> What you are asked to do
Set the data down again, word for word, as it appears below.

> Stored data entries
- Opening Delimiter -

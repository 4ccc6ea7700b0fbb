//! Impls - ports の実装（開発用・テスト用）
//!
//! # 含まれる実装
//! - **InMemoryCluster**: プロセス内で完結する native 層
//!
//! 実際のデータベースへのバインディングは別クレートで `NativeConnector` を実装します。

pub mod inmem_native;

pub use self::inmem_native::InMemoryCluster;
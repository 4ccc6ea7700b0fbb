//! Clock port - 時刻の抽象化
//!
//! - SystemClock: 本番用
//! - FixedClock: テスト用（手で進められる）

use std::sync::Mutex;
use std::sync::PoisonError;

use chrono::{DateTime, Duration, Utc};

/// Clock は現在時刻を提供
pub trait Clock: Send + Sync {
    fn now(&self) -> DateTime<Utc>;
}

#[derive(Debug, Clone, Copy, Default)]
pub struct SystemClock;

impl Clock for SystemClock {
    fn now(&self) -> DateTime<Utc> {
        Utc::now()
    }
}

/// FixedClock は `advance` しない限り同じ時刻を返す
#[derive(Debug)]
pub struct FixedClock {
    now: Mutex<DateTime<Utc>>,
}

impl FixedClock {
    pub fn new(now: DateTime<Utc>) -> Self {
        Self {
            now: Mutex::new(now),
        }
    }

    pub fn advance(&self, by: Duration) {
        let mut now = self.now.lock().unwrap_or_else(PoisonError::into_inner);
        *now += by;
    }
}

impl Clock for FixedClock {
    fn now(&self) -> DateTime<Utc> {
        *self.now.lock().unwrap_or_else(PoisonError::into_inner)
    }
}

impl<C: Clock + ?Sized> Clock for std::sync::Arc<C> {
    fn now(&self) -> DateTime<Utc> {
        (**self).now()
    }
}

#[cfg(test)]
mod tests {
    use super::*;
    use chrono::TimeZone;

    #[test]
    fn fixed_clock_only_moves_when_advanced() {
        let start = Utc.with_ymd_and_hms(2024, 1, 1, 0, 0, 0).unwrap();
        let clock = FixedClock::new(start);
        assert_eq!(clock.now(), start);

        clock.advance(Duration::seconds(90));
        assert_eq!(clock.now(), start + Duration::seconds(90));
    }
}
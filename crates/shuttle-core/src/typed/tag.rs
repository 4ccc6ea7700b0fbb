//! Tag - タグ付けされた entry の一覧

use crate::app::binder::Shape;
use crate::app::dispatcher::Dispatcher;
use crate::app::marshal::StringArrayResult;
use crate::domain::errors::BindError;
use crate::domain::ids::TaskId;
use crate::domain::task::Output;
use crate::domain::value::Value;

use super::entity::{Entity, EntityRef};
use super::entry::{Entry, entry_methods};
use super::registry::{EntityKind, Method};

#[derive(Debug, Clone)]
pub struct Tag {
    base: EntityRef,
}

impl Entity for Tag {
    fn base(&self) -> &EntityRef {
        &self.base
    }
}

impl Entry for Tag {}

impl Tag {
    pub fn get_entries(&self, dispatcher: &Dispatcher, args: Vec<Value>) -> Result<TaskId, BindError> {
        self.queue::<StringArrayResult, _>(dispatcher, args, Shape::None, |s, t| {
            s.tag_entries(&t.alias).map(Output::Strings)
        })
    }
}

impl EntityKind for Tag {
    const KIND: &'static str = "tag";

    fn from_ref(base: EntityRef) -> Self {
        Self { base }
    }

    fn methods() -> Vec<Method<Self>> {
        let mut methods = vec![Method::new("getEntries", Self::get_entries)];
        methods.extend(entry_methods::<Self>());
        methods
    }
}
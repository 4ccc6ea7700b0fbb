//! Input / Output - タスクが運ぶ入力と結果のペイロード

use super::buffer::{NativeArray, NativeBuffer};
use super::errors::ErrorCode;
use super::metadata::{EntryMetadata, EntryType};
use super::query::QueryResult;
use super::series::{Aggregation, AggregationResult, ColumnInfo, Point};
use super::time::TsRange;

/// Input は呼び出しごとの入力ペイロード
#[derive(Debug, Clone, PartialEq, Default)]
pub enum Input {
    #[default]
    None,
    Integer(i64),
    String(String),
    Strings(Vec<String>),
    Bytes(Vec<u8>),
    Points(Vec<Point>),
    Ranges(Vec<TsRange>),
    Columns(Vec<ColumnInfo>),
    Aggregations(Vec<Aggregation>),
    /// deque の位置指定書き込み
    Indexed { index: i64, content: Vec<u8> },
    /// blob の中身の検索
    Scan { pattern: String, max_count: i64 },
}

// body は binder が詰めた variant を前提にする。食い違いは内部エラー
impl Input {
    pub fn integer(&self) -> Result<i64, ErrorCode> {
        match self {
            Input::Integer(n) => Ok(*n),
            _ => Err(ErrorCode::INTERNAL_LOCAL),
        }
    }

    pub fn string(&self) -> Result<&str, ErrorCode> {
        match self {
            Input::String(s) => Ok(s),
            _ => Err(ErrorCode::INTERNAL_LOCAL),
        }
    }

    pub fn strings(&self) -> Result<&[String], ErrorCode> {
        match self {
            Input::Strings(items) => Ok(items),
            _ => Err(ErrorCode::INTERNAL_LOCAL),
        }
    }

    pub fn bytes(&self) -> Result<&[u8], ErrorCode> {
        match self {
            Input::Bytes(b) => Ok(b),
            _ => Err(ErrorCode::INTERNAL_LOCAL),
        }
    }

    pub fn points(&self) -> Result<&[Point], ErrorCode> {
        match self {
            Input::Points(p) => Ok(p),
            _ => Err(ErrorCode::INTERNAL_LOCAL),
        }
    }

    pub fn ranges(&self) -> Result<&[TsRange], ErrorCode> {
        match self {
            Input::Ranges(r) => Ok(r),
            _ => Err(ErrorCode::INTERNAL_LOCAL),
        }
    }

    pub fn columns(&self) -> Result<&[ColumnInfo], ErrorCode> {
        match self {
            Input::Columns(c) => Ok(c),
            _ => Err(ErrorCode::INTERNAL_LOCAL),
        }
    }

    pub fn aggregations(&self) -> Result<&[Aggregation], ErrorCode> {
        match self {
            Input::Aggregations(a) => Ok(a),
            _ => Err(ErrorCode::INTERNAL_LOCAL),
        }
    }

    pub fn indexed(&self) -> Result<(i64, &[u8]), ErrorCode> {
        match self {
            Input::Indexed { index, content } => Ok((*index, content)),
            _ => Err(ErrorCode::INTERNAL_LOCAL),
        }
    }

    pub fn scan(&self) -> Result<(&str, i64), ErrorCode> {
        match self {
            Input::Scan { pattern, max_count } => Ok((pattern, *max_count)),
            _ => Err(ErrorCode::INTERNAL_LOCAL),
        }
    }
}

/// Output は worker が書く結果ペイロード
#[derive(Debug, Default)]
pub enum Output {
    #[default]
    None,
    Buffer(NativeBuffer),
    Integer(i64),
    Unsigned(u64),
    /// 秒単位の時刻。0 以下は「なし」
    Date(i64),
    Strings(NativeArray<String>),
    Metadata(EntryMetadata),
    EntryType(EntryType),
    TagBatch {
        success_count: usize,
        results: Vec<(String, bool)>,
    },
    Points(NativeArray<Point>),
    Aggregations(Vec<AggregationResult>),
    Columns(NativeArray<ColumnInfo>),
    Table(QueryResult),
}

- Closing Delimiter -

> Result
repository 4ccc6ea7700b0fbb
//! Impls - ports の実装（開発用・テスト用）
//!
//! # 含まれる実装
//! - **InMemoryCluster**: プロセス内で完結する native 層
//!
//! 実際のデータベースへのバインディングは別クレートで `NativeConnector` を実装します。

pub mod inmem_native;

pub use self::inmem_native::InMemoryCluster;
repository 4ccc6ea7700b0fbb
//! Clock port - 時刻の抽象化
//!
//! - SystemClock: 本番用
//! - FixedClock: テスト用（手で進められる）

use std::sync::Mutex;
use std::sync::PoisonError;

use chrono::{DateTime, Duration, Utc};

/// Clock は現在時刻を提供
pub trait Clock: Send + Sync {
    fn now(&self) -> DateTime<Utc>;
}

#[derive(Debug, Clone, Copy, Default)]
pub struct SystemClock;

impl Clock for SystemClock {
    fn now(&self) -> DateTime<Utc> {
        Utc::now()
    }
}

/// FixedClock は `advance` しない限り同じ時刻を返す
#[derive(Debug)]
pub struct FixedClock {
    now: Mutex<DateTime<Utc>>,
}

impl FixedClock {
    pub fn new(now: DateTime<Utc>) -> Self {
        Self {
            now: Mutex::new(now),
        }
    }

    pub fn advance(&self, by: Duration) {
        let mut now = self.now.lock().unwrap_or_else(PoisonError::into_inner);
        *now += by;
    }
}

impl Clock for FixedClock {
    fn now(&self) -> DateTime<Utc> {
        *self.now.lock().unwrap_or_else(PoisonError::into_inner)
    }
}

impl<C: Clock + ?Sized> Clock for std::sync::Arc<C> {
    fn now(&self) -> DateTime<Utc> {
        (**self).now()
    }
}

#[cfg(test)]
mod tests {
    use super::*;
    use chrono::TimeZone;

    #[test]
    fn fixed_clock_only_moves_when_advanced() {
        let start = Utc.with_ymd_and_hms(2024, 1, 1, 0, 0, 0).unwrap();
        let clock = FixedClock::new(start);
        assert_eq!(clock.now(), start);

        clock.advance(Duration::seconds(90));
        assert_eq!(clock.now(), start + Duration::seconds(90));
    }
}
filename crates/shuttle-core/src/typed/tag.rs
repository 4ccc6ea7700b0fbb
//! Tag - タグ付けされた entry の一覧

use crate::app::binder::Shape;
use crate::app::dispatcher::Dispatcher;
use crate::app::marshal::StringArrayResult;
use crate::domain::errors::BindError;
use crate::domain::ids::TaskId;
use crate::domain::task::Output;
use crate::domain::value::Value;

use super::entity::{Entity, EntityRef};
use super::entry::{Entry, entry_methods};
use super::registry::{EntityKind, Method};

#[derive(Debug, Clone)]
pub struct Tag {
    base: EntityRef,
}

impl Entity for Tag {
    fn base(&self) -> &EntityRef {
        &self.base
    }
}

impl Entry for Tag {}

impl Tag {
    pub fn get_entries(&self, dispatcher: &Dispatcher, args: Vec<Value>) -> Result<TaskId, BindError> {
        self.queue::<StringArrayResult, _>(dispatcher, args, Shape::None, |s, t| {
            s.tag_entries(&t.alias).map(Output::Strings)
        })
    }
}

impl EntityKind for Tag {
    const KIND: &'static str = "tag";

    fn from_ref(base: EntityRef) -> Self {
        Self { base }
    }

    fn methods() -> Vec<Method<Self>> {
        let mut methods = vec![Method::new("getEntries", Self::get_entries)];
        methods.extend(entry_methods::<Self>());
        methods
    }
}
repository 4ccc6ea7700b0fbb
//! Input / Output - タスクが運ぶ入力と結果のペイロード

use super::buffer::{NativeArray, NativeBuffer};
use super::errors::ErrorCode;
use super::metadata::{EntryMetadata, EntryType};
use super::query::QueryResult;
use super::series::{Aggregation, AggregationResult, ColumnInfo, Point};
use super::time::TsRange;

/// Input は呼び出しごとの入力ペイロード
#[derive(Debug, Clone, PartialEq, Default)]
pub enum Input {
    #[default]
    None,
    Integer(i64),
    String(String),
    Strings(Vec<String>),
    Bytes(Vec<u8>),
    Points(Vec<Point>),
    Ranges(Vec<TsRange>),
    Columns(Vec<ColumnInfo>),
    Aggregations(Vec<Aggregation>),
    /// deque の位置指定書き込み
    Indexed { index: i64, content: Vec<u8> },
    /// blob の中身の検索
    Scan { pattern: String, max_count: i64 },
}

// body は binder が詰めた variant を前提にする。食い違いは内部エラー
impl Input {
    pub fn integer(&self) -> Result<i64, ErrorCode> {
        match self {
            Input::Integer(n) => Ok(*n),
            _ => Err(ErrorCode::INTERNAL_LOCAL),
        }
    }

    pub fn string(&self) -> Result<&str, ErrorCode> {
        match self {
            Input::String(s) => Ok(s),
            _ => Err(ErrorCode::INTERNAL_LOCAL),
        }
    }

    pub fn strings(&self) -> Result<&[String], ErrorCode> {
        match self {
            Input::Strings(items) => Ok(items),
            _ => Err(ErrorCode::INTERNAL_LOCAL),
        }
    }

    pub fn bytes(&self) -> Result<&[u8], ErrorCode> {
        match self {
            Input::Bytes(b) => Ok(b),
            _ => Err(ErrorCode::INTERNAL_LOCAL),
        }
    }

    pub fn points(&self) -> Result<&[Point], ErrorCode> {
        match self {
            Input::Points(p) => Ok(p),
            _ => Err(ErrorCode::INTERNAL_LOCAL),
        }
    }

    pub fn ranges(&self) -> Result<&[TsRange], ErrorCode> {
        match self {
            Input::Ranges(r) => Ok(r),
            _ => Err(ErrorCode::INTERNAL_LOCAL),
        }
    }

    pub fn columns(&self) -> Result<&[ColumnInfo], ErrorCode> {
        match self {
            Input::Columns(c) => Ok(c),
            _ => Err(ErrorCode::INTERNAL_LOCAL),
        }
    }

    pub fn aggregations(&self) -> Result<&[Aggregation], ErrorCode> {
        match self {
            Input::Aggregations(a) => Ok(a),
            _ => Err(ErrorCode::INTERNAL_LOCAL),
        }
    }

    pub fn indexed(&self) -> Result<(i64, &[u8]), ErrorCode> {
        match self {
            Input::Indexed { index, content } => Ok((*index, content)),
            _ => Err(ErrorCode::INTERNAL_LOCAL),
        }
    }

    pub fn scan(&self) -> Result<(&str, i64), ErrorCode> {
        match self {
            Input::Scan { pattern, max_count } => Ok((pattern, *max_count)),
            _ => Err(ErrorCode::INTERNAL_LOCAL),
        }
    }
}

/// Output は worker が書く結果ペイロード
#[derive(Debug, Default)]
pub enum Output {
    #[default]
    None,
    Buffer(NativeBuffer),
    Integer(i64),
    Unsigned(u64),
    /// 秒単位の時刻。0 以下は「なし」
    Date(i64),
    Strings(NativeArray<String>),
    Metadata(EntryMetadata),
    EntryType(EntryType),
    TagBatch {
        success_count: usize,
        results: Vec<(String, bool)>,
    },
    Points(NativeArray<Point>),
    Aggregations(Vec<AggregationResult>),
    Columns(NativeArray<ColumnInfo>),
    Table(QueryResult),
}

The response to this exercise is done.